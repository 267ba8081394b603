//! State held by the data panel.
//!
//! The panel moves idle → loading → loaded | error. Loads are started
//! manually and never overlap: `begin_load` refuses while a load is in
//! flight. Each load is tagged with a [`LoadTicket`]; clearing the panel
//! invalidates outstanding tickets so a late response cannot repopulate it.

use crate::error::{LOAD_FALLBACK_MESSAGE, PortalError};
use crate::item::FetchResult;

/// Identifies one load request.
#[derive(Debug, Clone, Copy, PartialEq, Eq)]
pub struct LoadTicket(u64);

/// The data panel's state.
#[derive(Debug, Clone, Default, PartialEq)]
pub struct DataPanel {
    result: Option<FetchResult>,
    error: Option<String>,
    loading: bool,
    generation: u64,
}

impl DataPanel {
    /// Returns the loaded result.
    #[must_use]
    pub fn result(&self) -> Option<&FetchResult> {
        self.result.as_ref()
    }

    /// Returns the error message to display.
    #[must_use]
    pub fn error(&self) -> Option<&str> {
        self.error.as_deref()
    }

    /// Whether a load is in flight.
    #[must_use]
    pub fn is_loading(&self) -> bool {
        self.loading
    }

    /// Starts a load.
    ///
    /// Clears any previous error and returns the ticket the response must
    /// be delivered with, or `None` when a load is already running.
    pub fn begin_load(&mut self) -> Option<LoadTicket> {
        if self.loading {
            return None;
        }
        self.generation += 1;
        self.loading = true;
        self.error = None;
        Some(LoadTicket(self.generation))
    }

    /// Delivers the outcome of the load identified by `ticket`.
    ///
    /// Outcomes for superseded tickets are dropped and `false` is returned.
    /// Otherwise the loading flag is released whatever the outcome.
    pub fn finish_load(
        &mut self,
        ticket: LoadTicket,
        outcome: Result<FetchResult, PortalError>,
    ) -> bool {
        if ticket.0 != self.generation {
            return false;
        }
        self.loading = false;
        match outcome {
            Ok(result) => {
                self.result = (!result.is_empty_body()).then_some(result);
                self.error = None;
            }
            Err(err) => {
                self.error = Some(err.user_message(LOAD_FALLBACK_MESSAGE));
            }
        }
        true
    }

    /// Discards the result and error without issuing a request.
    pub fn clear(&mut self) {
        self.generation += 1;
        self.loading = false;
        self.result = None;
        self.error = None;
    }
}
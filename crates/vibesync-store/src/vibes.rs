//! Vibe profiles: one row per user, replaced in place.

use chrono::{DateTime, Utc};
use rusqlite::{params, OptionalExtension};

use vibesync_shared::validation::ValidVibe;
use vibesync_shared::vibe_score::VibeScore;
use vibesync_shared::{Mood, UserId};

use crate::database::{parse_enum, parse_json, parse_ts, parse_uuid, trunc_ms, ts, Database};
use crate::error::Result;
use crate::models::VibeProfile;

const PROFILE_COLUMNS: &str = "user_id, emoji, description, energy_level, current_intent,
    context_tag, interaction_boundary, feeling_options, vibe_availability, personality_prompt,
    mood, energy, positivity, intent, is_active, last_updated";

impl Database {
    /// Create or replace `user`'s profile. Returns the stored profile and
    /// whether it replaced an existing one.
    pub fn upsert_vibe_profile(
        &self,
        user: UserId,
        vibe: &ValidVibe,
        score: &VibeScore,
        now: DateTime<Utc>,
    ) -> Result<(VibeProfile, bool)> {
        let now = trunc_ms(now);
        let existed = self.get_vibe_profile(user)?.is_some();

        self.conn().execute(
            "INSERT INTO vibe_profiles (
                user_id, emoji, description, energy_level, current_intent, context_tag,
                interaction_boundary, feeling_options, vibe_availability, personality_prompt,
                mood, energy, positivity, intent, is_active, last_updated
             ) VALUES (?1, ?2, ?3, ?4, ?5, ?6, ?7, ?8, ?9, ?10, ?11, ?12, ?13, ?14, 1, ?15)
             ON CONFLICT(user_id) DO UPDATE SET
                emoji = excluded.emoji,
                description = excluded.description,
                energy_level = excluded.energy_level,
                current_intent = excluded.current_intent,
                context_tag = excluded.context_tag,
                interaction_boundary = excluded.interaction_boundary,
                feeling_options = excluded.feeling_options,
                vibe_availability = excluded.vibe_availability,
                personality_prompt = excluded.personality_prompt,
                mood = excluded.mood,
                energy = excluded.energy,
                positivity = excluded.positivity,
                intent = excluded.intent,
                is_active = 1,
                last_updated = excluded.last_updated",
            params![
                user.to_string(),
                vibe.emoji,
                vibe.description,
                vibe.energy_level,
                serde_json::to_string(&vibe.current_intent)?,
                vibe.context_tag,
                vibe.interaction_boundary,
                serde_json::to_string(&vibe.feeling_options)?,
                vibe.vibe_availability,
                vibe.personality_prompt,
                score.mood.as_str(),
                score.energy,
                score.positivity,
                score.intent,
                ts(now),
            ],
        )?;

        let profile = VibeProfile {
            user,
            emoji: vibe.emoji.clone(),
            description: vibe.description.clone(),
            energy_level: vibe.energy_level,
            current_intent: vibe.current_intent.clone(),
            context_tag: vibe.context_tag.clone(),
            interaction_boundary: vibe.interaction_boundary.clone(),
            feeling_options: vibe.feeling_options.clone(),
            vibe_availability: vibe.vibe_availability.clone(),
            personality_prompt: vibe.personality_prompt.clone(),
            vibe_score: score.clone(),
            is_active: true,
            last_updated: now,
        };
        Ok((profile, existed))
    }

    /// The user's profile, active or not.
    pub fn get_vibe_profile(&self, user: UserId) -> Result<Option<VibeProfile>> {
        Ok(self
            .conn()
            .query_row(
                &format!("SELECT {PROFILE_COLUMNS} FROM vibe_profiles WHERE user_id = ?1"),
                params![user.to_string()],
                row_to_profile,
            )
            .optional()?)
    }

    pub fn get_active_vibe_profile(&self, user: UserId) -> Result<Option<VibeProfile>> {
        Ok(self.get_vibe_profile(user)?.filter(|p| p.is_active))
    }

    /// Every active profile, oldest update first.
    pub fn list_active_profiles(&self) -> Result<Vec<VibeProfile>> {
        let mut stmt = self.conn().prepare(&format!(
            "SELECT {PROFILE_COLUMNS} FROM vibe_profiles
             WHERE is_active = 1
             ORDER BY last_updated ASC, user_id ASC"
        ))?;
        let rows = stmt.query_map([], row_to_profile)?;

        let mut profiles = Vec::new();
        for row in rows {
            profiles.push(row?);
        }
        Ok(profiles)
    }
}

fn row_to_profile(row: &rusqlite::Row<'_>) -> rusqlite::Result<VibeProfile> {
    let user: String = row.get(0)?;
    let current_intent: String = row.get(4)?;
    let feeling_options: String = row.get(7)?;
    let mood: String = row.get(10)?;
    let last_updated: String = row.get(15)?;
    let is_active: i64 = row.get(14)?;

    Ok(VibeProfile {
        user: UserId(parse_uuid(0, &user)?),
        emoji: row.get(1)?,
        description: row.get(2)?,
        energy_level: row.get(3)?,
        current_intent: parse_json(4, &current_intent)?,
        context_tag: row.get(5)?,
        interaction_boundary: row.get(6)?,
        feeling_options: parse_json(7, &feeling_options)?,
        vibe_availability: row.get(8)?,
        personality_prompt: row.get(9)?,
        vibe_score: VibeScore {
            mood: parse_enum::<Mood>(10, &mood)?,
            energy: row.get(11)?,
            positivity: row.get(12)?,
            intent: row.get(13)?,
        },
        is_active: is_active != 0,
        last_updated: parse_ts(15, &last_updated)?,
    })
}

#[cfg(test)]
mod tests {
    use super::*;
    use vibesync_shared::validation::VibeSubmission;
    use vibesync_shared::vibe_score::{calculate_vibe_score, VibeInput};

    fn vibe(level: i64) -> ValidVibe {
        VibeSubmission {
            emoji: Some("😌".into()),
            description: Some("quiet evening tea".into()),
            energy_level: Some(level),
            current_intent: Some(vec!["Chill conversation".into()]),
            context_tag: None,
            interaction_boundary: Some("Slow replies".into()),
            ..Default::default()
        }
        .validate()
        .unwrap()
    }

    fn score(v: &ValidVibe) -> VibeScore {
        calculate_vibe_score(&VibeInput {
            emoji: &v.emoji,
            description: &v.description,
            energy_level: v.energy_level,
            current_intent: &v.current_intent,
            context_tag: v.context_tag.as_deref(),
        })
    }

    #[test]
    fn test_upsert_replaces_in_place() {
        let dir = tempfile::tempdir().unwrap();
        let db = Database::open_at(&dir.path().join("vibes.db")).unwrap();
        let now = Utc::now();
        let user = db.create_user("u", "h", now).unwrap().id;

        let first = vibe(3);
        let (_, existed) = db.upsert_vibe_profile(user, &first, &score(&first), now).unwrap();
        assert!(!existed);

        let second = vibe(8);
        let (stored, existed) = db.upsert_vibe_profile(user, &second, &score(&second), now).unwrap();
        assert!(existed);

        let loaded = db.get_active_vibe_profile(user).unwrap().unwrap();
        assert_eq!(loaded, stored);
        assert_eq!(loaded.energy_level, 8);
        assert_eq!(db.list_active_profiles().unwrap().len(), 1);
    }
}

______

▶ [What is needed]
Where does "Database" appear in the listing? Show every line that has it.

▶ [Reply to the task]
use crate::database::{parse_enum, parse_json, parse_ts, parse_uuid, trunc_ms, ts, Database};
impl Database {
        let db = Database::open_at(&dir.path().join("vibes.db")).unwrap();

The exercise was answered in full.